(What the task requires) Could you print each of the records below exactly?

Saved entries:
[Start of Attachment]
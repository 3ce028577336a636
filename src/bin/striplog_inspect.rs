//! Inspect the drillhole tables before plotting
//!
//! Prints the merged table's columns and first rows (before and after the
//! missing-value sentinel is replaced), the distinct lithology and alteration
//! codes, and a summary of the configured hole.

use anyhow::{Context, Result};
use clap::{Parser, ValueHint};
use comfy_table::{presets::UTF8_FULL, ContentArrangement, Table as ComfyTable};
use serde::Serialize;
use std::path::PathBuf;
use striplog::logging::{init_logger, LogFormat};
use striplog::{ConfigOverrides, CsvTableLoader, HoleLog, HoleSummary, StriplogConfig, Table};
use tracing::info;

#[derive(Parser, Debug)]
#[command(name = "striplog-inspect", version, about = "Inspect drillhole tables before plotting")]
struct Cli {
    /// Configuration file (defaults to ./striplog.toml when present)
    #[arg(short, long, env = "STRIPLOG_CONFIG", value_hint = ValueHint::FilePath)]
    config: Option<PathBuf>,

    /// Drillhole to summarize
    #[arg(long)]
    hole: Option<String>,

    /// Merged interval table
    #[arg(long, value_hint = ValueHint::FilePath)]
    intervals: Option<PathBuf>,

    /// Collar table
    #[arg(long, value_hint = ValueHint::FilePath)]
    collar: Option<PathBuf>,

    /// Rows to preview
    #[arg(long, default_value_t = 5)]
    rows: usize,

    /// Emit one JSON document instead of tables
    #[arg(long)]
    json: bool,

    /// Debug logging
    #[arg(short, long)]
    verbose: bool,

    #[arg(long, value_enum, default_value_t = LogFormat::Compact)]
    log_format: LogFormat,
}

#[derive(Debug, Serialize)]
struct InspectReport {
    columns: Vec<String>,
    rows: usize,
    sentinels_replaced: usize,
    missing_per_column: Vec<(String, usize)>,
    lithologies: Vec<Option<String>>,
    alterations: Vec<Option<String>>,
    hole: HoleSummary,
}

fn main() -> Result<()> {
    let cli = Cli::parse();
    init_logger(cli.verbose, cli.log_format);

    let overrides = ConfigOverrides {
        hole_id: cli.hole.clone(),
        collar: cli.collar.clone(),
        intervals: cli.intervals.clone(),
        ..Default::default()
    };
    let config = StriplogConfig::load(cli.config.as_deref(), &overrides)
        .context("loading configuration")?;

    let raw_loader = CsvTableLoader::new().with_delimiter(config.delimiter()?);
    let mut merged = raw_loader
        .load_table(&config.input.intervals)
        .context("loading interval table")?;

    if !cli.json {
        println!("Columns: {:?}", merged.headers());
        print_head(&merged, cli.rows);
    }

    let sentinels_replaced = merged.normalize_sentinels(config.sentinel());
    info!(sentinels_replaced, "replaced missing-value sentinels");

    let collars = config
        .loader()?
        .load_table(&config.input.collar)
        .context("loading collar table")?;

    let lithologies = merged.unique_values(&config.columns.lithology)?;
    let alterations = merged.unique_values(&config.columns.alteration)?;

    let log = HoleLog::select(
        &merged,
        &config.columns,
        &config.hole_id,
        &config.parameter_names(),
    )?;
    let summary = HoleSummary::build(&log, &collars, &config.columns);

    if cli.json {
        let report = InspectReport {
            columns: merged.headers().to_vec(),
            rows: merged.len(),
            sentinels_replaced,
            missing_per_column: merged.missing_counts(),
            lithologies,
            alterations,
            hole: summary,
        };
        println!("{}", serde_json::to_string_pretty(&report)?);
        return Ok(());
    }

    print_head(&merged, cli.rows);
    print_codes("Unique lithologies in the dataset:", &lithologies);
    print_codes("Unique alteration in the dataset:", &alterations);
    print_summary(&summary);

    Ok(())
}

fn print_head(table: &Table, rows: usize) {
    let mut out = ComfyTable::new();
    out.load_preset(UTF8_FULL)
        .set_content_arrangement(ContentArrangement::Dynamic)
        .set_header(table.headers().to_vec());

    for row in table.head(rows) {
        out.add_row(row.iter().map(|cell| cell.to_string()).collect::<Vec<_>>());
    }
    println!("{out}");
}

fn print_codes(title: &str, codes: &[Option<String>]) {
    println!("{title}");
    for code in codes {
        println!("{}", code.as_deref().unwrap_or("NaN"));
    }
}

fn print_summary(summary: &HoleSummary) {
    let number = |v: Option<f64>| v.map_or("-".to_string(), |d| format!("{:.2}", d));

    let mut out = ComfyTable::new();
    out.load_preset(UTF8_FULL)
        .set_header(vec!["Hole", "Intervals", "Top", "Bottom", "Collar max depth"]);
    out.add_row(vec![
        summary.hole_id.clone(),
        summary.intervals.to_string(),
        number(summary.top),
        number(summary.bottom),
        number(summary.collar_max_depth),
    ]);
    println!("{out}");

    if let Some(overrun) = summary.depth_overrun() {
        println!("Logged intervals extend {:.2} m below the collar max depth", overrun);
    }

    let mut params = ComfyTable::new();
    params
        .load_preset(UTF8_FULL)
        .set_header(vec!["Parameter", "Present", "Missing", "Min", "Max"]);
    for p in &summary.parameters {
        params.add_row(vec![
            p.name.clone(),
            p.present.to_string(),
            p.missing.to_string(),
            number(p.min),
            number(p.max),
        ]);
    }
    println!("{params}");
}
[End of Attachment]
(Answer below)
repository 3ce028577336a636
filename src/bin/striplog_inspect.rs
//! Inspect the drillhole tables before plotting
//!
//! Prints the merged table's columns and first rows (before and after the
//! missing-value sentinel is replaced), the distinct lithology and alteration
//! codes, and a summary of the configured hole.

use anyhow::{Context, Result};
use clap::{Parser, ValueHint};
use comfy_table::{presets::UTF8_FULL, ContentArrangement, Table as ComfyTable};
use serde::Serialize;
use std::path::PathBuf;
use striplog::logging::{init_logger, LogFormat};
use striplog::{ConfigOverrides, CsvTableLoader, HoleLog, HoleSummary, StriplogConfig, Table};
use tracing::info;

#[derive(Parser, Debug)]
#[command(name = "striplog-inspect", version, about = "Inspect drillhole tables before plotting")]
struct Cli {
    /// Configuration file (defaults to ./striplog.toml when present)
    #[arg(short, long, env = "STRIPLOG_CONFIG", value_hint = ValueHint::FilePath)]
    config: Option<PathBuf>,

    /// Drillhole to summarize
    #[arg(long)]
    hole: Option<String>,

    /// Merged interval table
    #[arg(long, value_hint = ValueHint::FilePath)]
    intervals: Option<PathBuf>,

    /// Collar table
    #[arg(long, value_hint = ValueHint::FilePath)]
    collar: Option<PathBuf>,

    /// Rows to preview
    #[arg(long, default_value_t = 5)]
    rows: usize,

    /// Emit one JSON document instead of tables
    #[arg(long)]
    json: bool,

    /// Debug logging
    #[arg(short, long)]
    verbose: bool,

    #[arg(long, value_enum, default_value_t = LogFormat::Compact)]
    log_format: LogFormat,
}

#[derive(Debug, Serialize)]
struct InspectReport {
    columns: Vec<String>,
    rows: usize,
    sentinels_replaced: usize,
    missing_per_column: Vec<(String, usize)>,
    lithologies: Vec<Option<String>>,
    alterations: Vec<Option<String>>,
    hole: HoleSummary,
}

fn main() -> Result<()> {
    let cli = Cli::parse();
    init_logger(cli.verbose, cli.log_format);

    let overrides = ConfigOverrides {
        hole_id: cli.hole.clone(),
        collar: cli.collar.clone(),
        intervals: cli.intervals.clone(),
        ..Default::default()
    };
    let config = StriplogConfig::load(cli.config.as_deref(), &overrides)
        .context("loading configuration")?;

    let raw_loader = CsvTableLoader::new().with_delimiter(config.delimiter()?);
    let mut merged = raw_loader
        .load_table(&config.input.intervals)
        .context("loading interval table")?;

    if !cli.json {
        println!("Columns: {:?}", merged.headers());
        print_head(&merged, cli.rows);
    }

    let sentinels_replaced = merged.normalize_sentinels(config.sentinel());
    info!(sentinels_replaced, "replaced missing-value sentinels");

    let collars = config
        .loader()?
        .load_table(&config.input.collar)
        .context("loading collar table")?;

    let lithologies = merged.unique_values(&config.columns.lithology)?;
    let alterations = merged.unique_values(&config.columns.alteration)?;

    let log = HoleLog::select(
        &merged,
        &config.columns,
        &config.hole_id,
        &config.parameter_names(),
    )?;
    let summary = HoleSummary::build(&log, &collars, &config.columns);

    if cli.json {
        let report = InspectReport {
            columns: merged.headers().to_vec(),
            rows: merged.len(),
            sentinels_replaced,
            missing_per_column: merged.missing_counts(),
            lithologies,
            alterations,
            hole: summary,
        };
        println!("{}", serde_json::to_string_pretty(&report)?);
        return Ok(());
    }

    print_head(&merged, cli.rows);
    print_codes("Unique lithologies in the dataset:", &lithologies);
    print_codes("Unique alteration in the dataset:", &alterations);
    print_summary(&summary);

    Ok(())
}

fn print_head(table: &Table, rows: usize) {
    let mut out = ComfyTable::new();
    out.load_preset(UTF8_FULL)
        .set_content_arrangement(ContentArrangement::Dynamic)
        .set_header(table.headers().to_vec());

    for row in table.head(rows) {
        out.add_row(row.iter().map(|cell| cell.to_string()).collect::<Vec<_>>());
    }
    println!("{out}");
}

fn print_codes(title: &str, codes: &[Option<String>]) {
    println!("{title}");
    for code in codes {
        println!("{}", code.as_deref().unwrap_or("NaN"));
    }
}

fn print_summary(summary: &HoleSummary) {
    let number = |v: Option<f64>| v.map_or("-".to_string(), |d| format!("{:.2}", d));

    let mut out = ComfyTable::new();
    out.load_preset(UTF8_FULL)
        .set_header(vec!["Hole", "Intervals", "Top", "Bottom", "Collar max depth"]);
    out.add_row(vec![
        summary.hole_id.clone(),
        summary.intervals.to_string(),
        number(summary.top),
        number(summary.bottom),
        number(summary.collar_max_depth),
    ]);
    println!("{out}");

    if let Some(overrun) = summary.depth_overrun() {
        println!("Logged intervals extend {:.2} m below the collar max depth", overrun);
    }

    let mut params = ComfyTable::new();
    params
        .load_preset(UTF8_FULL)
        .set_header(vec!["Parameter", "Present", "Missing", "Min", "Max"]);
    for p in &summary.parameters {
        params.add_row(vec![
            p.name.clone(),
            p.present.to_string(),
            p.missing.to_string(),
            number(p.min),
            number(p.max),
        ]);
    }
    println!("{params}");
}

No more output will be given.